Haemodialysis for the prevention of contrast-induced nephropathy: outcome of 31 patients with severely impaired renal function, comparison with patients at similar risk and review.

2002 
Huber W, Jeschke B, Kreymann B, et al. Haemodialysis for the prevention of contrast-induced nephropathy. Outcome of 31 patients with severely impaired renal function, comparison with patients at similar risk and review. Invest Radiol 2002;37:471–481. To investigate whether haemodialysis prevents contrast-induced nephropathy (definition: increase of serum-creatinine of ≥ 0.5 mg/dL within 7 days).
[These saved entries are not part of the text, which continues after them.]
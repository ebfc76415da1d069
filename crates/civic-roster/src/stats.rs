//! Read-only roster statistics: seats per chamber and party breakdown.

use serde::{Deserialize, Serialize};

use civic_core::types::{Chamber, Party};

use crate::roster::Roster;

/// Number of legislators in each chamber.
#[derive(Debug, Clone, Copy, Default, PartialEq, Eq, Serialize, Deserialize)]
pub struct ChamberCounts {
    pub senators: usize,
    pub representatives: usize,
}

impl ChamberCounts {
    pub fn total(&self) -> usize {
        self.senators + self.representatives
    }
}

/// Number of legislators per party.
#[derive(Debug, Clone, Copy, Default, PartialEq, Eq, Serialize, Deserialize)]
pub struct PartyStats {
    pub democrats: usize,
    pub republicans: usize,
    pub other: usize,
}

/// Party shares in percent, each in `0.0..=100.0`.
#[derive(Debug, Clone, Copy, PartialEq, Serialize, Deserialize)]
pub struct PartyPercentages {
    pub democrats: f64,
    pub republicans: f64,
    pub other: f64,
}

impl PartyStats {
    pub fn total(&self) -> usize {
        self.democrats + self.republicans + self.other
    }

    /// Percentage breakdown, or `None` when there is nobody to count.
    pub fn percentages(&self) -> Option<PartyPercentages> {
        let total = self.total();
        if total == 0 {
            return None;
        }
        let share = |count: usize| count as f64 / total as f64 * 100.0;
        Some(PartyPercentages {
            democrats: share(self.democrats),
            republicans: share(self.republicans),
            other: share(self.other),
        })
    }
}

pub fn chamber_counts(roster: &Roster) -> ChamberCounts {
    roster
        .iter()
        .fold(ChamberCounts::default(), |mut counts, legislator| {
            match legislator.house {
                Chamber::Senate => counts.senators += 1,
                Chamber::House => counts.representatives += 1,
            }
            counts
        })
}

pub fn party_stats(roster: &Roster) -> PartyStats {
    roster
        .iter()
        .fold(PartyStats::default(), |mut stats, legislator| {
            match legislator.party {
                Party::Democrat => stats.democrats += 1,
                Party::Republican => stats.republicans += 1,
                Party::Other(_) => stats.other += 1,
            }
            stats
        })
}
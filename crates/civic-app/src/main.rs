//! Civic application binary - composition root.
//!
//! Ties together all Civic crates into a single executable:
//! 1. Load configuration from TOML (plus env overrides)
//! 2. Load the legislator roster
//! 3. Build the spatial client, district resolver and session store
//! 4. Run one request through the orchestrator and print the outcome as JSON

mod cli;

use std::path::Path;
use std::sync::Arc;

use clap::Parser;
use serde_json::{json, Value};

use civic_core::config::CivicConfig;
use civic_core::error::{CivicError, Result as CivicResult};
use civic_core::types::{Location, SessionId};
use civic_lookup::{DistrictResolver, MapservClient};
use civic_roster::{chamber_counts, party_stats, Roster};
use civic_session::{
    FixedLocation, InMemoryContextStore, LocationProvider, NoLocation, Orchestrator, Request,
};

use cli::{CliArgs, Command};

/// Wire the pipeline for a single invocation.
fn build_orchestrator(
    config: &CivicConfig,
    store: Arc<InMemoryContextStore>,
    roster: Roster,
    location: Option<Location>,
) -> CivicResult<Orchestrator> {
    let client = Arc::new(MapservClient::new(&config.lookup)?);
    let resolver = DistrictResolver::new(client, &config.lookup);

    let locations: Arc<dyn LocationProvider> = match location {
        Some(location) => Arc::new(FixedLocation(location)),
        None => Arc::new(NoLocation),
    };

    Ok(Orchestrator::new(store, locations, resolver, Arc::new(roster)))
}

/// Write the default configuration to `path`.
fn init_config(path: &Path, force: bool) -> CivicResult<Value> {
    if path.exists() && !force {
        return Err(CivicError::Config(format!(
            "{} already exists (use --force to overwrite)",
            path.display()
        )));
    }
    CivicConfig::default().save(path)?;
    Ok(json!({ "written": path.display().to_string() }))
}

/// Seats per chamber.
fn count_report(roster: &Roster) -> Value {
    let counts = chamber_counts(roster);
    json!({
        "senators": counts.senators,
        "representatives": counts.representatives,
        "total": counts.total(),
    })
}

/// Chamber counts plus party counts and shares.
fn stats_report(roster: &Roster) -> Value {
    let parties = party_stats(roster);
    json!({
        "chambers": chamber_counts(roster),
        "parties": parties,
        "percentages": parties.percentages(),
    })
}

/// Execute one command.
async fn run(
    command: Command,
    config: &CivicConfig,
    config_path: &Path,
    roster_path: &Path,
) -> Result<Value, Box<dyn std::error::Error>> {
    let (at, request) = match command {
        Command::Init { force } => return Ok(init_config(config_path, force)?),
        Command::Count => return Ok(count_report(&Roster::load(roster_path)?)),
        Command::Stats => return Ok(stats_report(&Roster::load(roster_path)?)),
        Command::Who { at } => (at, Request::Mine),
        Command::Details { at, branch } => (at, Request::Details { branch }),
    };

    let roster = Roster::load(roster_path)?;
    let store = Arc::new(InMemoryContextStore::new());
    let orchestrator = build_orchestrator(config, Arc::clone(&store), roster, at.location()?)?;

    let session = SessionId::new();
    let resolution = orchestrator.handle(session, request).await?;

    if let Some(record) = store.record(session) {
        tracing::debug!(
            session = %session,
            created_at = %record.created_at.to_datetime(),
            updated_at = %record.updated_at.to_datetime(),
            "Session record"
        );
    }

    Ok(serde_json::to_value(&resolution)?)
}

#[tokio::main]
async fn main() -> Result<(), Box<dyn std::error::Error>> {
    let args = CliArgs::parse();

    // Config. Read before the configured log level is known, so load
    // warnings go through a stderr-only bootstrap subscriber.
    let config_file = args.resolve_config_path();
    let bootstrap = tracing_subscriber::fmt()
        .with_writer(std::io::stderr)
        .with_max_level(tracing::Level::WARN)
        .finish();
    let mut config = tracing::subscriber::with_default(bootstrap, || {
        CivicConfig::load_or_default(&config_file)
    });
    config.apply_env();

    // Tracing. Logs go to stderr so stdout stays valid JSON.
    let level = args.resolve_log_level(&config.general.log_level);
    tracing_subscriber::fmt()
        .with_writer(std::io::stderr)
        .with_env_filter(
            tracing_subscriber::EnvFilter::try_from_default_env()
                .unwrap_or_else(|_| tracing_subscriber::EnvFilter::new(&level)),
        )
        .init();

    tracing::info!("Starting Civic v{}", env!("CARGO_PKG_VERSION"));
    tracing::info!(path = %config_file.display(), "Configuration resolved");
    if config.lookup.api_key.is_empty() {
        tracing::warn!("No lookup API key configured; district lookups will be rejected");
    }

    let roster_path = args.resolve_roster_path(&config.roster.path);
    let output = run(args.command, &config, &config_file, &roster_path).await?;
    println!("{}", serde_json::to_string_pretty(&output)?);

    Ok(())
}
Thirty-one patients (mean serum-creatinine 4.01 ± 1.83 mg/dL) were dialyzed for 4.36 ± 1.0 hours within one hour after 278.4 ± 160.5 mL of contrast medium. Dialysis resulted in a significant reduction of serum-creatinine (2.25 ± 1.46 mg/dL;P < 0.0001) and stable mean serum-creatinine levels 2, 3, 4, and 7 days after contrast medium and at discharge compared with baseline values. However, 19 patients (61%) developed contrast-induced nephropathy within 7 days. Four patients had to be repeatedly dialyzed. A comparison of our patients’ 48 hours-incidence of contrast-induced nephropathy (9/31; 29%) versus patients at comparable risk included in seven previous studies demonstrated a prophylactic effect of dialysis only versus a subgroup in one study. Data provide no hint that haemodialysis prevents contrast-induced nephropathy. Therefore, postprocedural dialysis should be restricted to patients participating in clinical studies.